-- YOUR INSTRUCTIONS --
Of all the lines in the material, how many carry the string "filename"? Respond with the number by itself.
═══ SUPPLIED INFORMATION ═══
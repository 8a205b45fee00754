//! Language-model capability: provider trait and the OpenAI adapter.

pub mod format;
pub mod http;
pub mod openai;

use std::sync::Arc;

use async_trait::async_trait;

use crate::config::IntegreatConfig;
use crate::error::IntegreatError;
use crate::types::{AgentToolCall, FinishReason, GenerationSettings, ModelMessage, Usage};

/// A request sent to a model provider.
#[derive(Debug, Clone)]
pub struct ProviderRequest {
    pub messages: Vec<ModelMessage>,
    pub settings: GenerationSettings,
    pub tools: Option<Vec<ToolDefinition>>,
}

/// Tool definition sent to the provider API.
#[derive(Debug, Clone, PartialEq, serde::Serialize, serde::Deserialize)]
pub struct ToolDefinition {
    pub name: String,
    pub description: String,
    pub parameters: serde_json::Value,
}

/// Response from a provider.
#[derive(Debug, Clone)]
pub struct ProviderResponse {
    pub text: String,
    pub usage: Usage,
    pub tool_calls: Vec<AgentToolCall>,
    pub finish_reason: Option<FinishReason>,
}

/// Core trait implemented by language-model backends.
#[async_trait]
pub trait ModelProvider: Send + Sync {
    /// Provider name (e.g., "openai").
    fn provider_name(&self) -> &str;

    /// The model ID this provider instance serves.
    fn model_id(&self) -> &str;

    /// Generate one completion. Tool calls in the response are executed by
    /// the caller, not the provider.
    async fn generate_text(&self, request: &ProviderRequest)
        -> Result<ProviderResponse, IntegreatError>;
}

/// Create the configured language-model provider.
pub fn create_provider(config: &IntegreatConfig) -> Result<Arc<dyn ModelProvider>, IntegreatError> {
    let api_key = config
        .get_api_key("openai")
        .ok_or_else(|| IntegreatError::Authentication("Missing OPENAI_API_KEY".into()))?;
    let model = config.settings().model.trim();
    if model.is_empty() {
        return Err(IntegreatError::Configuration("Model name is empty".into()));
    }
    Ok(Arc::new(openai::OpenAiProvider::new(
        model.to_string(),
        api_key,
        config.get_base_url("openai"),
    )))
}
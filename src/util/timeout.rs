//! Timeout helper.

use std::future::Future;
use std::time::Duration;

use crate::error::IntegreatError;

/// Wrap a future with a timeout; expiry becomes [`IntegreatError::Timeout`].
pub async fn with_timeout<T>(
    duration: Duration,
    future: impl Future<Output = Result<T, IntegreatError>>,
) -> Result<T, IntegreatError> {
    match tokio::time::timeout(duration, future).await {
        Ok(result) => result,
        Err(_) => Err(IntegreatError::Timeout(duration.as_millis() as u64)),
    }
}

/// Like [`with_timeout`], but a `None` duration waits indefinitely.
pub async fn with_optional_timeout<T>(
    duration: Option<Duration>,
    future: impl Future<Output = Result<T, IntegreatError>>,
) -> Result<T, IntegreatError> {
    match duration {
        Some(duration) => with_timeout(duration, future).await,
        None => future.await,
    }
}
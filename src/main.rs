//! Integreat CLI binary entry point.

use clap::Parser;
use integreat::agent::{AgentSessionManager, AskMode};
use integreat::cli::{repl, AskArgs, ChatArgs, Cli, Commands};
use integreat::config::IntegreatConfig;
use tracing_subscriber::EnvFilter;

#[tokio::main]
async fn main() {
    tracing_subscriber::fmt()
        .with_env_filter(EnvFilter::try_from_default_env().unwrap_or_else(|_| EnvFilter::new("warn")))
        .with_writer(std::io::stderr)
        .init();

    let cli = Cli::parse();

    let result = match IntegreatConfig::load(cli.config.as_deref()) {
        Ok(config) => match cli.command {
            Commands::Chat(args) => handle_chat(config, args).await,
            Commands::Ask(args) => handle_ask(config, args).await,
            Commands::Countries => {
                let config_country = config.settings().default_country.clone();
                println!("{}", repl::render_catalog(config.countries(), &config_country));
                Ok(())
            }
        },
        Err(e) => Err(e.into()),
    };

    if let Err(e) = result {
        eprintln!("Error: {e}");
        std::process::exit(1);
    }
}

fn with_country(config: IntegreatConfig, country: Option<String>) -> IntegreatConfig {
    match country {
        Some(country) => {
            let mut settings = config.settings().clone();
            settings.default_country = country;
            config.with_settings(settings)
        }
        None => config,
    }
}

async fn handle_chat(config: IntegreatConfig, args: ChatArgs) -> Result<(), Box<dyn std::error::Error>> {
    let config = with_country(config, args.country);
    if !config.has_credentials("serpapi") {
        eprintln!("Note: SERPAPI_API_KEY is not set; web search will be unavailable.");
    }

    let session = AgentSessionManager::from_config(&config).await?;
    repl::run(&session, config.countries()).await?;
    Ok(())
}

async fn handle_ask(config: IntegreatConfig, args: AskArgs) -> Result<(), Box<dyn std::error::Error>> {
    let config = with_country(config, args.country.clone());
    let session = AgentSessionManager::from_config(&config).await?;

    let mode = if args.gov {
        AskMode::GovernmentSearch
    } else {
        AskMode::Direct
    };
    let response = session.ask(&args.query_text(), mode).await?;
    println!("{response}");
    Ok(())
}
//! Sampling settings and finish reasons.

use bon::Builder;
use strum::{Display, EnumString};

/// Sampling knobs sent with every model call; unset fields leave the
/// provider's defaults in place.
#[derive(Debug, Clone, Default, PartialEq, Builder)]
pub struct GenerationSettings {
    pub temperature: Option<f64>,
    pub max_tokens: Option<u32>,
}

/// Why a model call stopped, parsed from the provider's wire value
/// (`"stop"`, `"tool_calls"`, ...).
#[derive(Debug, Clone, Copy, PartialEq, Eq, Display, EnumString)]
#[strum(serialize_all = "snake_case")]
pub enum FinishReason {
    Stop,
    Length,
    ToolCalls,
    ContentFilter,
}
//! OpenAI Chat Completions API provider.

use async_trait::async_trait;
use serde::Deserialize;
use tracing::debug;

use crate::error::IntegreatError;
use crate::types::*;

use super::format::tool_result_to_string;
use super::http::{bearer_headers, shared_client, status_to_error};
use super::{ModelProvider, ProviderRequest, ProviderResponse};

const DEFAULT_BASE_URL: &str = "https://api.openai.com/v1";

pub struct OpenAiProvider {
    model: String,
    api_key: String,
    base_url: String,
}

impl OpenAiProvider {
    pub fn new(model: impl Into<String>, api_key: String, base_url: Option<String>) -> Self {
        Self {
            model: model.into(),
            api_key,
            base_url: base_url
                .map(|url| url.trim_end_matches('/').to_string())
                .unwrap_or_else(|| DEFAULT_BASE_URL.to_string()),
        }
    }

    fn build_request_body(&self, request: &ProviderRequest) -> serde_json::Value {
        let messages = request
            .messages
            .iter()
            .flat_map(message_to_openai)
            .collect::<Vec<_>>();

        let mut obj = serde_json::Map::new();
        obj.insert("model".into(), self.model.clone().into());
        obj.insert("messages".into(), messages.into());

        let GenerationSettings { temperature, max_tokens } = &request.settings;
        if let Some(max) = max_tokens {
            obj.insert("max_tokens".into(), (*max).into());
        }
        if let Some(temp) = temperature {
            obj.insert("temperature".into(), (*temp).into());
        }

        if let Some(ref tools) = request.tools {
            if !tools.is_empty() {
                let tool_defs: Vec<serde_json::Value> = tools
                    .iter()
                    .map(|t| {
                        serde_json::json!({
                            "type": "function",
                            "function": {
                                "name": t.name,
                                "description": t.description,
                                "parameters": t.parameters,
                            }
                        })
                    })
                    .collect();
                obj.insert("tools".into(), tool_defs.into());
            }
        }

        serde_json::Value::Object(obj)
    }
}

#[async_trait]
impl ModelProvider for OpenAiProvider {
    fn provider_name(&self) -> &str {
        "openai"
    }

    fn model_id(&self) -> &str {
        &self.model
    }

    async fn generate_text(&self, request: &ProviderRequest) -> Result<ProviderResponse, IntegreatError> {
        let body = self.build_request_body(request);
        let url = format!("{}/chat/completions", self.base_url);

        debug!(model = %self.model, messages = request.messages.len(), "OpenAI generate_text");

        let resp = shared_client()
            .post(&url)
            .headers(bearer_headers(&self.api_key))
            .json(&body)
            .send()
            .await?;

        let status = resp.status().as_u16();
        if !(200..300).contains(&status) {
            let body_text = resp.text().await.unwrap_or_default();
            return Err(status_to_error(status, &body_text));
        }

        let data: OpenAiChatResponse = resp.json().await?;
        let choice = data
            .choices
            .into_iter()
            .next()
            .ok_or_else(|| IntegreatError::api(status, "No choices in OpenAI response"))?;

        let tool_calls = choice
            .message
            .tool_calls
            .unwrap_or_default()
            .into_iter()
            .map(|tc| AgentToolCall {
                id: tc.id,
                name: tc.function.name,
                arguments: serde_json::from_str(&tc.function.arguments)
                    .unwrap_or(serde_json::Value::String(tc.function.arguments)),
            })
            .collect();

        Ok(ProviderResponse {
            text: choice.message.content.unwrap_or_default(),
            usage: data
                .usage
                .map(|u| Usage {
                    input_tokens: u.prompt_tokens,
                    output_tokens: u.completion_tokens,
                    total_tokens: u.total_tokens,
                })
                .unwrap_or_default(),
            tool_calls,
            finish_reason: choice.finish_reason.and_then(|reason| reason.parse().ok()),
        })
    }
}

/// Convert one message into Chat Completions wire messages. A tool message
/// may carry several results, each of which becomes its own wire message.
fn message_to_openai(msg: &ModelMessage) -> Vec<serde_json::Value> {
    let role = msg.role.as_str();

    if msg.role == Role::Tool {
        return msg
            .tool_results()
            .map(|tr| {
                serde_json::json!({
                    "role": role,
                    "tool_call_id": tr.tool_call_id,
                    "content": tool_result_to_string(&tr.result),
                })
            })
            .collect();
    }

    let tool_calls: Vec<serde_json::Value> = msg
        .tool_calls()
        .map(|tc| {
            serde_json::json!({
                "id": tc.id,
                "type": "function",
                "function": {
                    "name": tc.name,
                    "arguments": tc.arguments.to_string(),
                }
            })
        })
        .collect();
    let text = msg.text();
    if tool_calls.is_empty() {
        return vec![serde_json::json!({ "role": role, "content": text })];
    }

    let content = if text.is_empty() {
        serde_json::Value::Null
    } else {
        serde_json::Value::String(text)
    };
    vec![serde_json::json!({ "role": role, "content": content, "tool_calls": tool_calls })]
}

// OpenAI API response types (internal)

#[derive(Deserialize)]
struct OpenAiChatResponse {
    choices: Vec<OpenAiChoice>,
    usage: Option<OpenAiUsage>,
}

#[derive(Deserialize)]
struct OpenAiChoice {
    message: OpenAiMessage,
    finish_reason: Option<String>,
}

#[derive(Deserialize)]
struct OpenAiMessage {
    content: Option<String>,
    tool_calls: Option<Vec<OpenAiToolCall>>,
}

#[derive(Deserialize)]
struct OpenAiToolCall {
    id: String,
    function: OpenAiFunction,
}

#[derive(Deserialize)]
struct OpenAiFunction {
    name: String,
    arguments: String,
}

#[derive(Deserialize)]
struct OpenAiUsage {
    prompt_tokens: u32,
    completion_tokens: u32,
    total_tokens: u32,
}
═══
-- REPLY TO THE TASK --
2